To do>
Please copy each line below that contains the string "FeatureLayout".

Data excerpts:
▶

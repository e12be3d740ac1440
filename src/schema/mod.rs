//! proctor.input_record.v1 schema
//!
//! This module defines the host-facing input records and the adapter that
//! replays them into a session aggregator.

mod adapter;
mod record;

pub use adapter::*;
pub use record::*;
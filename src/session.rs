//! Session metric aggregation
//!
//! Owns the capture buffers for one exam session and turns each measurement
//! window into a [`WindowReport`]. Flushing is snapshot-then-clear: an event
//! recorded after the flush belongs to the next window.

use std::sync::{Arc, Mutex, MutexGuard};

use chrono::{DateTime, Utc};
use tracing::debug;

use crate::capture::CaptureBuffers;
use crate::config::ProctorConfig;
use crate::features::keystroke::KeystrokeFeatureExtractor;
use crate::features::layout::FeatureLayout;
use crate::features::pointer::PointerFeatureExtractor;
use crate::types::{
    MeasurementWindow, PointerKind, RawPointerEvent, TransportMode, WindowReport, WindowState,
};

/// Per-session capture state and window lifecycle
#[derive(Debug)]
pub struct SessionAggregator {
    buffers: CaptureBuffers,
    keystrokes: KeystrokeFeatureExtractor,
    pointer: PointerFeatureExtractor,
    keystroke_layout: FeatureLayout,
    transport_mode: TransportMode,
    state: WindowState,
    window_start: DateTime<Utc>,
    question_index: Option<u32>,
}

impl Default for SessionAggregator {
    fn default() -> Self {
        Self::new(&ProctorConfig::default())
    }
}

impl SessionAggregator {
    /// Create an aggregator that is capturing, with the window starting now
    pub fn new(config: &ProctorConfig) -> Self {
        Self::starting_at(config, Utc::now())
    }

    /// Create an aggregator whose first window starts at `start`
    pub fn starting_at(config: &ProctorConfig, start: DateTime<Utc>) -> Self {
        Self {
            buffers: CaptureBuffers::new(config.capture.high_water_mark),
            keystrokes: KeystrokeFeatureExtractor::new(config.extraction.clone()),
            pointer: PointerFeatureExtractor::new(config.extraction.clone()),
            keystroke_layout: config.session.keystroke_layout,
            transport_mode: config.session.transport_mode,
            state: WindowState::Idle,
            window_start: start,
            question_index: None,
        }
    }

    /// Resume capture. Starts a fresh window if capture was stopped.
    pub fn start(&mut self) {
        if !self.buffers.is_active() {
            self.buffers.start();
            self.window_start = Utc::now();
            self.state = WindowState::Idle;
        }
    }

    /// Stop capture and discard anything buffered
    pub fn stop(&mut self) {
        self.buffers.stop();
        self.state = WindowState::Idle;
    }

    pub fn is_capturing(&self) -> bool {
        self.buffers.is_active()
    }

    pub fn capture_key_down(&mut self, key: &str, timestamp: f64) {
        let accepted = self.buffers.record_key_down(key, timestamp);
        self.mark_recorded(accepted);
    }

    pub fn capture_key_up(&mut self, key: &str, timestamp: f64) {
        let accepted = self.buffers.record_key_up(key, timestamp);
        self.mark_recorded(accepted);
    }

    pub fn capture_pointer_event(
        &mut self,
        kind: PointerKind,
        x: Option<f64>,
        y: Option<f64>,
        timestamp: f64,
    ) {
        let accepted = self.buffers.record_pointer_event(kind, x, y, timestamp);
        self.mark_recorded(accepted);
    }

    pub fn capture_pointer(&mut self, event: RawPointerEvent) {
        let accepted = self.buffers.record_pointer(event);
        self.mark_recorded(accepted);
    }

    /// A capture call ends the Flushed state: Accumulating if the event was
    /// accepted, Idle otherwise.
    fn mark_recorded(&mut self, accepted: bool) {
        if accepted {
            self.state = WindowState::Accumulating;
        } else if self.state == WindowState::Flushed {
            self.state = WindowState::Idle;
        }
    }

    /// Tag subsequent windows with a question. Stays in effect until changed.
    pub fn set_question_index(&mut self, index: Option<u32>) {
        self.question_index = index;
    }

    pub fn question_index(&self) -> Option<u32> {
        self.question_index
    }

    pub fn state(&self) -> WindowState {
        self.state
    }

    pub fn window_start(&self) -> DateTime<Utc> {
        self.window_start
    }

    pub fn keystroke_layout(&self) -> FeatureLayout {
        self.keystroke_layout
    }

    pub fn transport_mode(&self) -> TransportMode {
        self.transport_mode
    }

    pub fn buffers(&self) -> &CaptureBuffers {
        &self.buffers
    }

    /// Close the current window now
    pub fn flush(&mut self) -> WindowReport {
        self.flush_at(Utc::now())
    }

    /// Close the current window at `end`.
    ///
    /// Computes both vectors, clears the buffers and starts the next window at
    /// `end`. An empty window yields all-zero vectors.
    pub fn flush_at(&mut self, end: DateTime<Utc>) -> WindowReport {
        let snapshot = self.buffers.take();

        let keystroke_vector = self.keystrokes.extract(&snapshot.keys, self.keystroke_layout);
        let pointer_vector = self.pointer.extract(&snapshot.pointer);
        let activity = self.pointer.activity(&snapshot.pointer);

        let window = MeasurementWindow {
            start: self.window_start,
            end,
            question_index: self.question_index,
        };
        debug!(
            keys = snapshot.keys.len(),
            pointer = snapshot.pointer.len(),
            question = ?self.question_index,
            duration_secs = window.duration_secs(),
            "flushed measurement window"
        );

        let keystroke_count = snapshot.keys.len();
        let pointer_count = snapshot.pointer.len();
        let (raw_keystrokes, raw_pointer) = if self.transport_mode.includes_raw() {
            (Some(snapshot.keys), Some(snapshot.pointer))
        } else {
            (None, None)
        };

        self.window_start = end;
        self.state = WindowState::Flushed;

        WindowReport {
            window,
            keystroke_vector,
            pointer_vector,
            activity,
            raw_keystrokes,
            raw_pointer,
            keystroke_count,
            pointer_count,
        }
    }
}

/// Thread-safe handle to an aggregator.
///
/// Input callbacks and the flush timer may run on different threads; the
/// mutex makes each record and each snapshot-then-clear atomic.
#[derive(Debug, Clone, Default)]
pub struct SharedAggregator {
    inner: Arc<Mutex<SessionAggregator>>,
}

impl SharedAggregator {
    pub fn new(aggregator: SessionAggregator) -> Self {
        Self {
            inner: Arc::new(Mutex::new(aggregator)),
        }
    }

    /// Lock the aggregator. A poisoned lock is recovered, since capture
    /// state stays consistent between calls.
    pub fn lock(&self) -> MutexGuard<'_, SessionAggregator> {
        self.inner.lock().unwrap_or_else(|poisoned| poisoned.into_inner())
    }

    pub fn capture_key_down(&self, key: &str, timestamp: f64) {
        self.lock().capture_key_down(key, timestamp);
    }

    pub fn capture_key_up(&self, key: &str, timestamp: f64) {
        self.lock().capture_key_up(key, timestamp);
    }

    pub fn capture_pointer(&self, event: RawPointerEvent) {
        self.lock().capture_pointer(event);
    }

    pub fn flush(&self) -> WindowReport {
        self.lock().flush()
    }
}

#[cfg(test)]
mod tests {
    use super::*;
    use chrono::{Duration, TimeZone};

    fn t0() -> DateTime<Utc> {
        Utc.with_ymd_and_hms(2024, 3, 1, 9, 0, 0).unwrap()
    }

    fn aggregator() -> SessionAggregator {
        SessionAggregator::starting_at(&ProctorConfig::default(), t0())
    }

    #[test]
    fn test_state_transitions() {
        let mut agg = aggregator();
        assert_eq!(agg.state(), WindowState::Idle);

        agg.capture_key_down("a", 0.0);
        assert_eq!(agg.state(), WindowState::Accumulating);

        agg.flush_at(t0() + Duration::seconds(30));
        assert_eq!(agg.state(), WindowState::Flushed);

        agg.capture_key_up("a", 100.0);
        assert_eq!(agg.state(), WindowState::Accumulating);

        agg.stop();
        assert_eq!(agg.state(), WindowState::Idle);
    }

    #[test]
    fn test_flushed_returns_to_idle() {
        let mut agg = aggregator();
        agg.capture_key_down("a", 0.0);
        agg.flush_at(t0() + Duration::seconds(30));
        assert_eq!(agg.state(), WindowState::Flushed);

        // A rejected event still closes out the flushed state
        agg.capture_key_down("b", f64::NAN);
        assert_eq!(agg.state(), WindowState::Idle);
        assert!(agg.flush_at(t0() + Duration::seconds(60)).is_empty());
    }

    #[test]
    fn test_flush_clears_and_advances_window() {
        let mut agg = aggregator();
        agg.capture_key_down("a", 0.0);
        agg.capture_key_up("a", 100.0);
        agg.capture_pointer(RawPointerEvent::at(PointerKind::Move, 0.0, 0.0, 0.0));
        agg.capture_pointer(RawPointerEvent::at(PointerKind::Move, 100.0, 0.0, 1000.0));

        let end = t0() + Duration::seconds(30);
        let report = agg.flush_at(end);
        assert_eq!(report.window.start, t0());
        assert_eq!(report.window.end, end);
        assert_eq!(report.keystroke_count, 2);
        assert_eq!(report.pointer_count, 2);
        assert_eq!(report.keystroke_vector.get("typing_speed_mean"), None);
        assert_eq!(report.keystroke_vector.get("typing_speed"), Some(1.0));
        assert_eq!(report.pointer_vector.get("path_length"), Some(100.0));
        assert!(report.raw_keystrokes.is_none());

        assert!(agg.buffers().is_empty());
        assert_eq!(agg.window_start(), end);
    }

    #[test]
    fn test_flush_twice_yields_zero_vectors() {
        let mut agg = aggregator();
        agg.capture_key_down("a", 0.0);
        agg.capture_key_up("a", 100.0);
        agg.flush_at(t0() + Duration::seconds(10));

        let second = agg.flush_at(t0() + Duration::seconds(20));
        assert!(second.is_empty());
        assert!(second.keystroke_vector.is_zero());
        assert!(second.pointer_vector.is_zero());
        assert_eq!(second.keystroke_vector.len(), 256);
        assert_eq!(second.pointer_vector.len(), 11);
    }

    #[test]
    fn test_raw_batches_follow_transport_mode() {
        let mut config = ProctorConfig::default();
        config.session.transport_mode = TransportMode::Both;
        let mut agg = SessionAggregator::starting_at(&config, t0());
        agg.capture_key_down("a", 0.0);
        agg.capture_pointer_event(PointerKind::Click, Some(1.0), Some(2.0), 5.0);

        let report = agg.flush_at(t0() + Duration::seconds(1));
        assert_eq!(report.raw_keystrokes.map(|k| k.len()), Some(1));
        assert_eq!(report.raw_pointer.map(|p| p.len()), Some(1));
    }

    #[test]
    fn test_question_index_tags_windows() {
        let mut agg = aggregator();
        agg.set_question_index(Some(3));
        let report = agg.flush_at(t0() + Duration::seconds(5));
        assert_eq!(report.window.question_index, Some(3));
        let report = agg.flush_at(t0() + Duration::seconds(10));
        assert_eq!(report.window.question_index, Some(3));
    }

    #[test]
    fn test_stopped_aggregator_ignores_events() {
        let mut agg = aggregator();
        agg.stop();
        agg.capture_key_down("a", 0.0);
        assert_eq!(agg.state(), WindowState::Idle);
        assert!(agg.buffers().is_empty());

        agg.start();
        agg.capture_key_down("a", 0.0);
        assert_eq!(agg.buffers().key_count(), 1);
    }

    #[test]
    fn test_shared_aggregator_across_threads() {
        let shared = SharedAggregator::new(aggregator());
        let handles: Vec<_> = (0..4)
            .map(|i| {
                let shared = shared.clone();
                std::thread::spawn(move || {
                    for j in 0..10 {
                        shared.capture_key_down("a", (i * 100 + j) as f64);
                    }
                })
            })
            .collect();
        for handle in handles {
            handle.join().unwrap();
        }
        let report = shared.flush();
        assert_eq!(report.keystroke_count, 40);
        assert!(shared.lock().buffers().is_empty());
    }
}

◀

Answer>
use crate::features::layout::FeatureLayout;
    keystroke_layout: FeatureLayout,
    pub fn keystroke_layout(&self) -> FeatureLayout {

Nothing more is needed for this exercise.